A sequential mixed-methods approach was used. In the qualitative portion, two focus groups were held with older Veterans with depression. Information gleaned from the focus groups was used to refine the quantitative study questionnaire. In the quantitative study, older Veterans with depression newly started on antidepressants by their provider were recruited from three sites (Ann Arbor, Detroit, and Battle Creek MI). Subjects were assessed at baseline and four-month follow-up (acute treatment phase) to examine potential determinants of antidepressant adherence.
Two-hundred seventy nine subjects were recruited into the study. Overall, the rate of four-month antidepressant adherence was 72%. Non-adherent subjects were significantly more likely to be without a spouse or partner and to have a greater amount of medical comorbidity. In addition, it appeared there was a clear impact of race on adherence: while the adherence rate for white subjects was 74%, the adherence rate for African-American subjects was only 48%. We are currently exploring the findings of racial disparities further, including the impact of treatment site and the Primary Care-Mental Health Integration.
Our preliminary findings indicate that significant factors impacting antidepressant adherence in older Veterans with depression include marital status, medical comorbidity, and race.

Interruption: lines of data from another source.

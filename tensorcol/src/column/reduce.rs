use super::TensorColumn;
use crate::dtype::DType;
use crate::error::{Error, Result};
use crate::tensor::{DimsExt, Tensor};

impl<T: Copy> TensorColumn<T> {
    /// Appends the buffers of `columns` along the row axis, in order.
    ///
    /// Columns without rows take no part in the row shape check, so an empty
    /// column of any shape can be concatenated with anything.
    pub fn concat<'c, I>(columns: I) -> Result<Self>
    where
        I: IntoIterator<Item = &'c TensorColumn<T>>,
        T: 'c,
    {
        let columns: Vec<&TensorColumn<T>> = columns.into_iter().collect();
        let first = *columns.first().ok_or(Error::EmptyConcat)?;
        let row_shape = columns
            .iter()
            .find(|c| !c.is_empty())
            .map_or(first.row_shape(), |c| c.row_shape());

        let mut rows = 0;
        for col in columns.iter().filter(|c| !c.is_empty()) {
            if col.row_shape() != row_shape {
                return Err(Error::shape_mismatch(row_shape, col.row_shape()));
            }
            rows += col.len();
        }

        let mut data = Vec::with_capacity(rows * row_shape.tensor_len());
        for col in &columns {
            data.extend_from_slice(col.as_slice());
        }
        tracing::debug!(columns = columns.len(), rows, "concatenated tensor columns");
        Ok(TensorColumn::from_tensor_unchecked(Tensor::from_vec_unchecked(
            data,
            row_shape.insert_major(rows),
        )))
    }
}

impl<T: DType> TensorColumn<T> {
    /// Elementwise sum over all rows, as a one-row column. Integer sums wrap
    /// on overflow.
    pub fn sum(&self) -> Self {
        let row_len = self.row_len();
        let mut acc = vec![T::ZERO; row_len];
        if row_len > 0 {
            for row in self.as_slice().chunks_exact(row_len) {
                for (a, &v) in acc.iter_mut().zip(row) {
                    *a = (*a).wrapping_add(v);
                }
            }
        }
        TensorColumn::from_tensor_unchecked(Tensor::from_vec_unchecked(acc, self.row_shape().insert_major(1)))
    }

    /// Reduction by name. Only `"sum"` is supported.
    pub fn reduce(&self, name: &str) -> Result<Self> {
        match name {
            "sum" => Ok(self.sum()),
            _ => Err(Error::NotImplemented(format!("'{name}' aggregate not implemented"))),
        }
    }
}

The finding of such a large racial disparity with regard to treatment adherence may point to the need for interventions particularly tailored for older African-American Veterans.
This is the first study to our knowledge to examine adherence behaviors among older Veterans. Given the large number of older Veterans with depression who are prescribed antidepressants, information on adherence behaviors is of critical importance to improving depression care.